As Missões do ponto de vista de grandes historiadores e estudiosos

Até hoje, alguns historiadores se referem às Missões como a República Jesuíta da América do Sul, uma espécie de paraíso perdido, cujos monumentos, que apenas sugerem sua antiga grandeza, podem ser encontrados hoje.

Foto: Bibiana M Oliveira

"As missões guarani são tudo o que resta de um experimento social utópico dos séculos XVII e XVIII - chamo de comunismo teocrático por falta de um termo melhor - que fascina os pensadores há centenas de anos. Voltaire, Diderot e Montesquieu escreveram sobre as missões, elogiando o impulso igualitário por trás delas" (Trecho de reportagem do The New York Times, https://www.nytimes.com/2006/12/03/travel/03missions.html).

Essa estranha cruzada evangélica encantou grandes mentes durante seu século e meio de existência, e desde então. Antes da expulsão dos jesuítas, diversas apreciações favoráveis ao seu trabalho foram publicadas por influentes autores europeus, como Montesquieu, que disse ser "uma glória para a Companhia de Jesus ter mostrado pela primeira vez ao mundo como é possível a união entre religião e humanidade", e, em termos semelhantes, d'Alembert louvou seu trabalho dizendo que "mediante a religião alcançaram os jesuítas no Paraguai uma autoridade moral apoiada puramente em sua arte de convencer e em seu modo suave de governo". Até o próprio Voltaire, que era um dos grandes inimigos da Companhia de Jesus, os comparou a verdadeiros soberanos, legisladores e pontífices. Disse ele: "pareciam um triunfo da humanidade capaz de expiar os crimes dos conquistadores" e ainda escreveu:


Os filósofos utópicos do século XVIII viam nas Missões um modelo da sociedade perfeitamente organizada. Um fundador do Partido Trabalhista Britânico, RB Cunninghame-Graham, que passou sua juventude na Argentina e conversou com os netos de pessoas que viveram sob a proteção dos padres jesuítas, escreveu uma história intitulada “Vanished Arcadia”.

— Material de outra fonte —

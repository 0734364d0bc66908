//! Fetching dependency shards and explicit file objects from a store.
//!
//! Downloads run concurrently, bounded by a limit, in waves: the declared
//! roots first, then whatever their headers' `linked` lists name that has not
//! been seen yet. Install order is computed afterwards from the headers alone,
//! so it never depends on which download happened to finish first.

use std::collections::{HashMap, HashSet};
use std::fs::File;
use std::io::BufReader;
use std::path::{Path, PathBuf};
use std::sync::Arc;

use futures::StreamExt;
use gauntlet_crypto::ContentHasher;
use gauntlet_protocol::{Fetched, ObjectSource};
use gauntlet_shard::{ShardHeader, ShardReader};
use gauntlet_types::ContentHash;
use tokio::io::AsyncWriteExt;
use tokio::task::JoinSet;
use tracing::{debug, info};

use crate::error::{BuildError, BuildResult};

/// Fetch `hash` into a new file at `dest`, verifying the bytes against it.
///
/// Returns the object's size. A git redirect is an error here; so is any
/// content whose hash differs, in which case `dest` is removed.
pub async fn download(
    source: &dyn ObjectSource,
    hash: &ContentHash,
    dest: &Path,
) -> BuildResult<u64> {
    let mut body = match source.fetch(hash).await? {
        Fetched::Object { body, .. } => body,
        Fetched::Redirect(redirect) => return Err(BuildError::UnexpectedRedirect(redirect)),
    };

    let mut file = tokio::fs::File::create(dest)
        .await
        .map_err(|e| BuildError::setup(dest, e))?;
    let mut hasher = ContentHasher::new();
    let mut size = 0u64;
    while let Some(chunk) = body.next().await {
        let chunk = chunk?;
        hasher.update(&chunk);
        file.write_all(&chunk)
            .await
            .map_err(|e| BuildError::setup(dest, e))?;
        size += chunk.len() as u64;
    }
    file.flush().await.map_err(|e| BuildError::setup(dest, e))?;
    drop(file);

    let actual = hasher.finalize();
    if actual != *hash {
        let _ = tokio::fs::remove_file(dest).await;
        return Err(BuildError::HashMismatch {
            expected: *hash,
            actual,
        });
    }
    debug!(%hash, size, dest = %dest.display(), "downloaded object");
    Ok(size)
}

/// Every shard reachable from a build's declared dependencies, downloaded
/// into one directory.
#[derive(Debug)]
pub struct ShardClosure {
    dir: PathBuf,
    headers: HashMap<ContentHash, ShardHeader>,
    order: Vec<ContentHash>,
}

impl ShardClosure {
    /// Hashes in the order they must be installed: each shard after its
    /// linked dependencies, linked roots before build-only roots, every hash
    /// once.
    pub fn install_order(&self) -> &[ContentHash] {
        &self.order
    }

    pub fn shard_path(&self, hash: &ContentHash) -> PathBuf {
        self.dir.join(hash.to_hex())
    }

    pub fn header(&self, hash: &ContentHash) -> Option<&ShardHeader> {
        self.headers.get(hash)
    }

    pub fn len(&self) -> usize {
        self.order.len()
    }

    pub fn is_empty(&self) -> bool {
        self.order.is_empty()
    }
}

/// Download the transitive closure of `linked` and `build_only` into `dir`.
pub async fn fetch_closure(
    source: Arc<dyn ObjectSource>,
    linked: &[ContentHash],
    build_only: &[ContentHash],
    dir: &Path,
    concurrency: usize,
) -> BuildResult<ShardClosure> {
    let limit = concurrency.max(1);
    let mut seen: HashSet<ContentHash> = HashSet::new();
    let mut wave: Vec<ContentHash> = linked
        .iter()
        .chain(build_only)
        .filter(|h| seen.insert(**h))
        .copied()
        .collect();
    let mut headers = HashMap::new();
    let mut waves = 0;

    while !wave.is_empty() {
        waves += 1;
        let mut next = Vec::new();
        let mut pending = wave.into_iter();
        let mut tasks = JoinSet::new();
        loop {
            while tasks.len() < limit {
                let Some(hash) = pending.next() else { break };
                tasks.spawn(fetch_shard(Arc::clone(&source), hash, dir.to_path_buf()));
            }
            let Some(joined) = tasks.join_next().await else { break };
            let (hash, header) = joined??;
            for dep in &header.linked {
                if seen.insert(*dep) {
                    next.push(*dep);
                }
            }
            headers.insert(hash, header);
        }
        wave = next;
    }

    let order = install_order(&headers, linked, build_only);
    info!(shards = order.len(), waves, "fetched dependency closure");
    Ok(ShardClosure {
        dir: dir.to_path_buf(),
        headers,
        order,
    })
}

async fn fetch_shard(
    source: Arc<dyn ObjectSource>,
    hash: ContentHash,
    dir: PathBuf,
) -> BuildResult<(ContentHash, ShardHeader)> {
    let path = dir.join(hash.to_hex());
    download(source.as_ref(), &hash, &path).await?;
    let header = tokio::task::spawn_blocking(move || -> BuildResult<ShardHeader> {
        let file = File::open(&path).map_err(|e| BuildError::setup(&path, e))?;
        let reader = ShardReader::decode(BufReader::new(file))
            .map_err(|source| BuildError::InvalidShard { hash, source })?;
        Ok(reader.header().clone())
    })
    .await??;
    debug!(%hash, name = %header.name, deps = header.linked.len(), "fetched shard");
    Ok((hash, header))
}

/// Post-order walk over `linked` edges from each root in turn, with an
/// explicit stack so chain depth is bounded by memory, not the thread stack.
fn install_order(
    headers: &HashMap<ContentHash, ShardHeader>,
    linked: &[ContentHash],
    build_only: &[ContentHash],
) -> Vec<ContentHash> {
    let mut visited = HashSet::new();
    let mut order = Vec::with_capacity(headers.len());
    let mut stack: Vec<(ContentHash, usize)> = Vec::new();
    for root in linked.iter().chain(build_only) {
        if !visited.insert(*root) {
            continue;
        }
        stack.push((*root, 0));
        while let Some((hash, next)) = stack.last_mut() {
            let deps = headers.get(&*hash).map_or(&[][..], |h| h.linked.as_slice());
            match deps.get(*next) {
                Some(dep) => {
                    *next += 1;
                    if visited.insert(*dep) {
                        stack.push((*dep, 0));
                    }
                }
                None => {
                    order.push(*hash);
                    stack.pop();
                }
            }
        }
    }
    order
}

#[cfg(test)]
mod tests {
    use super::*;
    use gauntlet_protocol::{MemoryObjectSource, ProtocolError};
    use gauntlet_shard::{payload, Shard};

    fn publish(source: &MemoryObjectSource, header: ShardHeader) -> ContentHash {
        let src = tempfile::tempdir().unwrap();
        std::fs::write(src.path().join(&header.name), header.name.as_bytes()).unwrap();
        let archive = payload::pack_dir(src.path(), Vec::new()).unwrap();
        let (bytes, hash) = Shard::new(header, archive.as_slice()).encode(Vec::new()).unwrap();
        assert_eq!(source.insert(bytes), hash);
        hash
    }

    fn with_deps(name: &str, linked: &[ContentHash]) -> ShardHeader {
        ShardHeader::from_dependencies(name, linked.iter().copied(), [])
    }

    #[tokio::test]
    async fn download_verifies_content() {
        let source = MemoryObjectSource::new();
        let hash = source.insert(&b"object body"[..]);
        let dir = tempfile::tempdir().unwrap();
        let dest = dir.path().join("obj");

        assert_eq!(download(&source, &hash, &dest).await.unwrap(), 11);
        assert_eq!(std::fs::read(&dest).unwrap(), b"object body");
    }

    #[tokio::test]
    async fn download_reports_missing_and_redirected() {
        let source = MemoryObjectSource::new();
        let dir = tempfile::tempdir().unwrap();
        let missing = ContentHash::from_digest([7; 20]);
        assert!(matches!(
            download(&source, &missing, &dir.path().join("a")).await,
            Err(BuildError::Protocol(ProtocolError::NotFound(h))) if h == missing
        ));

        let commit = ContentHash::from_digest([8; 20]);
        source.insert_redirect(commit, "https://example.com/r.git");
        assert!(matches!(
            download(&source, &commit, &dir.path().join("b")).await,
            Err(BuildError::UnexpectedRedirect(r)) if r.hash == commit
        ));
    }

    #[tokio::test]
    async fn closure_installs_dependencies_first() {
        let source = MemoryObjectSource::new();
        let base = publish(&source, ShardHeader::new("base"));
        let libc = publish(&source, with_deps("libc", &[base]));
        let tool = publish(&source, with_deps("tool", &[libc, base]));
        let cc = publish(&source, with_deps("cc", &[libc]));

        let dir = tempfile::tempdir().unwrap();
        let closure = fetch_closure(Arc::new(source), &[tool], &[cc], dir.path(), 2)
            .await
            .unwrap();

        assert_eq!(closure.install_order(), &[base, libc, tool, cc]);
        for hash in closure.install_order() {
            assert!(closure.shard_path(hash).is_file());
        }
        assert_eq!(closure.header(&tool).unwrap().linked, vec![libc, base]);
    }

    #[test]
    fn install_order_handles_deep_chains() {
        let depth = 200_000u32;
        let hash = |i: u32| {
            let mut digest = [0u8; 20];
            digest[..4].copy_from_slice(&i.to_be_bytes());
            ContentHash::from_digest(digest)
        };
        let headers: HashMap<_, _> = (0..depth)
            .map(|i| {
                let deps: Vec<_> = if i + 1 < depth { vec![hash(i + 1)] } else { vec![] };
                (hash(i), with_deps("link", &deps))
            })
            .collect();

        let order = install_order(&headers, &[hash(0)], &[]);
        assert_eq!(order.len(), depth as usize);
        assert_eq!(order.first(), Some(&hash(depth - 1)));
        assert_eq!(order.last(), Some(&hash(0)));
    }

    #[test]
    fn install_order_visits_shared_dependencies_once() {
        let a = ContentHash::from_digest([1; 20]);
        let b = ContentHash::from_digest([2; 20]);
        let c = ContentHash::from_digest([3; 20]);
        let headers = HashMap::from([
            (a, with_deps("a", &[b, c])),
            (b, with_deps("b", &[c])),
            (c, with_deps("c", &[])),
        ]);
        assert_eq!(install_order(&headers, &[a], &[c, b]), vec![c, b, a]);
    }

    #[tokio::test]
    async fn closure_keeps_declared_root_order() {
        let source = MemoryObjectSource::new();
        let d1 = publish(&source, ShardHeader::new("d1"));
        let d2 = publish(&source, ShardHeader::new("d2"));
        let d3 = publish(&source, ShardHeader::new("d3"));

        let dir = tempfile::tempdir().unwrap();
        let closure = fetch_closure(Arc::new(source), &[d3, d1, d2], &[], dir.path(), 1)
            .await
            .unwrap();
        assert_eq!(closure.install_order(), &[d3, d1, d2]);
    }

    #[tokio::test]
    async fn closure_fails_on_missing_dependency() {
        let source = MemoryObjectSource::new();
        let missing = ContentHash::from_digest([0xEE; 20]);
        let top = publish(&source, with_deps("top", &[missing]));

        let dir = tempfile::tempdir().unwrap();
        let err = fetch_closure(Arc::new(source), &[top], &[], dir.path(), 4)
            .await
            .unwrap_err();
        assert!(matches!(err, BuildError::Protocol(ProtocolError::NotFound(h)) if h == missing));
    }

    #[tokio::test]
    async fn closure_rejects_non_shard_objects() {
        let source = MemoryObjectSource::new();
        let junk = source.insert(&b"not a shard"[..]);

        let dir = tempfile::tempdir().unwrap();
        let err = fetch_closure(Arc::new(source), &[junk], &[], dir.path(), 4)
            .await
            .unwrap_err();
        assert!(matches!(err, BuildError::InvalidShard { hash, .. } if hash == junk));
    }
}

Em tempos mais contemporâneos, o alemão Arciniegas, historiador social peruano, declarou que os jesuítas haviam recriado a sociedade socialista dos incas. O escritor inglês Philip Caraman, embora reconhecendo a natureza paternalista do tratamento dado pelos jesuítas aos índios sul-americanos, disse que eles haviam salvo culturas indígenas inteiras da extinção, particularmente a dos Guarani. Essas pessoas, os primeiros convertidos dos jesuítas, constituem a maior parte da população do Paraguai hoje, e sua língua é a mais falada. O historiador francês Roger Lacombe chegou a argumentar que se o empreendimento jesuíta não tivesse sido interrompido, a América do Sul estaria 100 anos mais avançada do que é hoje.

As Missões começaram na primeira década de 1600, cerca de 60 anos depois da chegada dos jesuítas na América do Sul, ao Brasil. O trabalho missionário anterior entre os povos indígenas foi realizado por franciscanos e beneditinos. As primeiras missões dos jesuítas foram estabelecidas ao longo dos rios Paraná e Paranapanema, no Paraguai e no Brasil, respectivamente. Quando o projeto terminou, com a expulsão abrupta dos jesuítas em 1767, havia mais de 30 cidades missionárias prósperas, abrigando mais de 100.000 índios. Isso não é muito quando medido contra populações contemporâneas, mas na época uma missão no oeste do Brasil tinha 8.000 habitantes, um terço da população de Buenos Aires. As missões jesuíticas também constituíam uma vanguarda cultural: a primeira imprensa na América do Sul começou a operar em uma cidade missionária.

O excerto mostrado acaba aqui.